Kamis, 23 Agustus 2012

Hong Kong, Ku Terpesona

Bicara tentang HongKong membuat kita akan banyak berpikir, setidaknya akan membawa angan kita menuju ke Tanah Air. Sesuatu yang dulunya tidak berarti jadi sangat berarti. Yang dulunya tidak tahu jadi tahu. Yang dulunya benci jadi suka. Yach, Hong Kong negara dengan 1000 ilmu dan kekreativan, itu menurut saya.


Banyak benda-benda di Indonesia dibiarkan begitu saja, ternyata di Hong Kong mampu menghasilkan uang, misal : tumbuh-tumbuhan dan hewan tertentu yang sudah mati. Dijadikan ramuan jamu godok, bahan masakan dll. Kok bisa?

Karena orang Indonesia tidak tahu kegunaannya sedangkan orang Hong Kong tahu manfaatnya.
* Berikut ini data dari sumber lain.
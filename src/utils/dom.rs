//! DOM and Web API utility functions.
//!
//! Provides safe, consistent access to browser APIs with proper error handling.

use js_sys::Uint8Array;
use wasm_bindgen::JsCast;
use wasm_bindgen_futures::JsFuture;
use web_sys::{Event, File, HtmlInputElement, Window};

use crate::core::{RuntimeError, UploadSource};

/// Get the browser window object.
#[inline]
pub fn window() -> Option<Window> {
    web_sys::window()
}

/// Ask the user a yes/no question with `window.confirm`.
///
/// Returns `false` when no window is available.
pub fn confirm(message: &str) -> bool {
    window()
        .and_then(|w| w.confirm_with_message(message).ok())
        .unwrap_or(false)
}

/// Take the first file chosen in a file input's `change` event and reset the
/// input so picking the same file again fires another event.
pub fn take_selected_file(event: &Event) -> Option<File> {
    let input = event.target()?.dyn_into::<HtmlInputElement>().ok()?;
    let file = input.files()?.get(0);
    input.set_value("");
    file
}

// =============================================================================
// Upload
// =============================================================================

/// A `File` picked by the user.
pub struct BrowserUpload {
    file: File,
}

impl BrowserUpload {
    pub fn new(file: File) -> Self {
        Self { file }
    }
}

impl UploadSource for BrowserUpload {
    fn name(&self) -> String {
        self.file.name()
    }

    fn size(&self) -> u64 {
        self.file.size() as u64
    }

    async fn read_bytes(&self) -> Result<Vec<u8>, RuntimeError> {
        let buffer = JsFuture::from(self.file.array_buffer())
            .await
            .map_err(|e| RuntimeError::Io(format!("could not read {}: {:?}", self.file.name(), e)))?;
        Ok(Uint8Array::new(&buffer).to_vec())
    }
}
Ditilik dari wilayah, Hong Kong tak seluas Indonesia. Hong Kong tak sekaya Indonesia, tapi Hong Kong mampu menyedot tenaga kerja Indonesia. Hong Kong tidak memiliki kekayaan alam yang berarti dibanding Indonesia, namun kehidupan rakyatnya sejahtera. Peralatan serba listrik ada dimana-mana. Kemudahan-kemudahan baik dari segi peralatan dan pelayanan menjadi satu hal yang lumrah, misal : kereta bawah tanah (MTR). Kemanapun tujuan bepergian, bisa dicapai dengan mudah dan tepat waktu. Tidak ada istilah “jam karet”, itu hanya berlaku diwilayah Indonesia. Oh, mungkin MTR itu terlalu mewah mengingat situasi dan kondisi di Indonesia, kita ambil contoh lain yang di Indonesia juga ada : Bus

Di Hong Kong banyak tersedia alat transportasi ini, baik di perkotaan atau daerah pedesaan. Bedanya hanya bentuknya yang bertingkat, tidak pakai kondektur, ada halte disetiap pemberhentian dan tentunya tepat waktu. Bagaimana dengan di Indonesia? Kita harus siapkan diri sabar menunggu. Belum lagi cara supirnya yang ugal-ugalan ditengah jalan karena rebutan penumpang.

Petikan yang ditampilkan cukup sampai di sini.